= Mental health in Tajikistan =

Tajikistan's 1998 Mental Health Act encompasses the treatment of mental health problems in the country

Mental health in Tajikistan encompasses the prevalence, treatment, as well as social and economic effects of mental illness in Tajikistan.

== Epidemiology ==

=== Registration of mental health conditions ===
In 2005, the Tajik Ministry of Health reported that 41,177 individuals were registered for a mental health condition by the psychiatric services. Almost 50% of these individuals had an intellectual disability, while those with schizophrenia, schizotypal, and delusional disorders accounted for approximately 25% of these registrations.

=== Suicide ===
In 2019, the suicide mortality rate was 2.61 deaths by suicide per 100,000 people.

== Legislation ==
In 1998, the Mental Health Act replaced the Lunacy Act of 1996. The 1998 Mental Health Act introduced a framework for providing individuals with mental health problems with assistance, such as the provision of psychiatric medication free of charge to those with serious mental illnesses.

== Treatment ==
In 2020, there were 13 mental health treatment facilities.
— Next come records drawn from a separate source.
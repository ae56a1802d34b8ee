use std::collections::HashMap;
use std::sync::Arc;

use anyhow::{Result, anyhow};
use tracing::warn;

use crate::ai::AiBackend;
use crate::config::ScoringSettings;

/// Estimate fit between a resume and a job description as a score in [0,1].
///
/// Prefers embedding similarity when a backend is available and blends it
/// with a lexical overlap signal; any backend failure degrades silently to
/// lexical-only scoring. Lexical-only scoring is deterministic.
pub struct FitScorer {
    settings: ScoringSettings,
    backend: Option<Arc<dyn AiBackend>>,
}

impl FitScorer {
    pub fn new(settings: ScoringSettings, backend: Option<Arc<dyn AiBackend>>) -> Self {
        Self { settings, backend }
    }

    pub fn score(&self, resume_text: &str, job_description: &str) -> f64 {
        if resume_text.trim().is_empty() || job_description.trim().is_empty() {
            return 0.0;
        }

        let embedding_score = self
            .backend
            .as_deref()
            .and_then(|backend| self.embedding_similarity(backend, resume_text, job_description));

        let keyword_score = keyword_overlap(resume_text, job_description);

        let final_score = match embedding_score {
            Some(embedding) => {
                let weight = self.settings.fallback_weight.clamp(0.0, 1.0);
                embedding * (1.0 - weight) + keyword_score * weight
            }
            None => keyword_score,
        };

        // 4 decimal places for stable comparison and logging
        (final_score * 10_000.0).round() / 10_000.0
    }

    fn embedding_similarity(
        &self,
        backend: &dyn AiBackend,
        resume_text: &str,
        job_description: &str,
    ) -> Option<f64> {
        let vectors = match backend.generate_embedding(&[resume_text, job_description]) {
            Ok(vectors) => vectors,
            Err(error) => {
                warn!(%error, "embedding request failed, falling back to lexical score");
                return None;
            }
        };
        if vectors.len() != 2 {
            warn!(count = vectors.len(), "backend returned wrong embedding count");
            return None;
        }
        match cosine(&vectors[0], &vectors[1]) {
            Ok(similarity) => Some(similarity),
            Err(error) => {
                warn!(%error, "cosine similarity failed, falling back to lexical score");
                None
            }
        }
    }
}

/// Cosine similarity of two equal-length vectors. A length mismatch is a
/// contract violation on the backend's part and is reported, never truncated.
fn cosine(a: &[f64], b: &[f64]) -> Result<f64> {
    if a.len() != b.len() {
        return Err(anyhow!(
            "Vectors must be the same length for cosine similarity ({} vs {})",
            a.len(),
            b.len()
        ));
    }
    let dot: f64 = a.iter().zip(b).map(|(x, y)| x * y).sum();
    let norm_a = a.iter().map(|x| x * x).sum::<f64>().sqrt();
    let norm_b = b.iter().map(|y| y * y).sum::<f64>().sqrt();
    if norm_a == 0.0 || norm_b == 0.0 {
        return Ok(0.0);
    }
    Ok(dot / (norm_a * norm_b))
}

/// Lowercase, split on any non-alphanumeric character, drop short tokens.
/// Case folding is Unicode-aware so accented text matches across case.
fn tokenize(text: &str) -> Vec<String> {
    let mut cleaned = String::with_capacity(text.len());
    for ch in text.chars() {
        if ch.is_alphanumeric() {
            cleaned.extend(ch.to_lowercase());
        } else {
            cleaned.push(' ');
        }
    }
    cleaned
        .split_whitespace()
        .filter(|token| token.chars().count() > 2)
        .map(str::to_string)
        .collect()
}

/// Multiset-intersection overlap normalized by the job description's token
/// count, clamped to 1.0.
fn keyword_overlap(resume_text: &str, job_description: &str) -> f64 {
    let resume_tokens = tokenize(resume_text);
    let job_tokens = tokenize(job_description);
    if resume_tokens.is_empty() || job_tokens.is_empty() {
        return 0.0;
    }

    let mut resume_counts: HashMap<&str, usize> = HashMap::new();
    for token in &resume_tokens {
        *resume_counts.entry(token.as_str()).or_insert(0) += 1;
    }
    let mut job_counts: HashMap<&str, usize> = HashMap::new();
    for token in &job_tokens {
        *job_counts.entry(token.as_str()).or_insert(0) += 1;
    }

    let overlap: usize = job_counts
        .iter()
        .filter_map(|(token, job_count)| {
            resume_counts.get(token).map(|resume_count| (*job_count).min(*resume_count))
        })
        .sum();

    (overlap as f64 / job_tokens.len() as f64).min(1.0)
}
Furthermore, there were a total of 454 mental health professionals in the country, consisting of 187 psychiatrists, 261 mental health nurses, and 6 psychologists.

== Youth mental health ==
Among Tajikistanis aged between 12-24 in 2009-2010, the suicide rate per 100,000 was 11.7 for females and 10.6 for males. This higher prevalence of suicide among females is an anomaly in relation to the global trends on suicide patterns.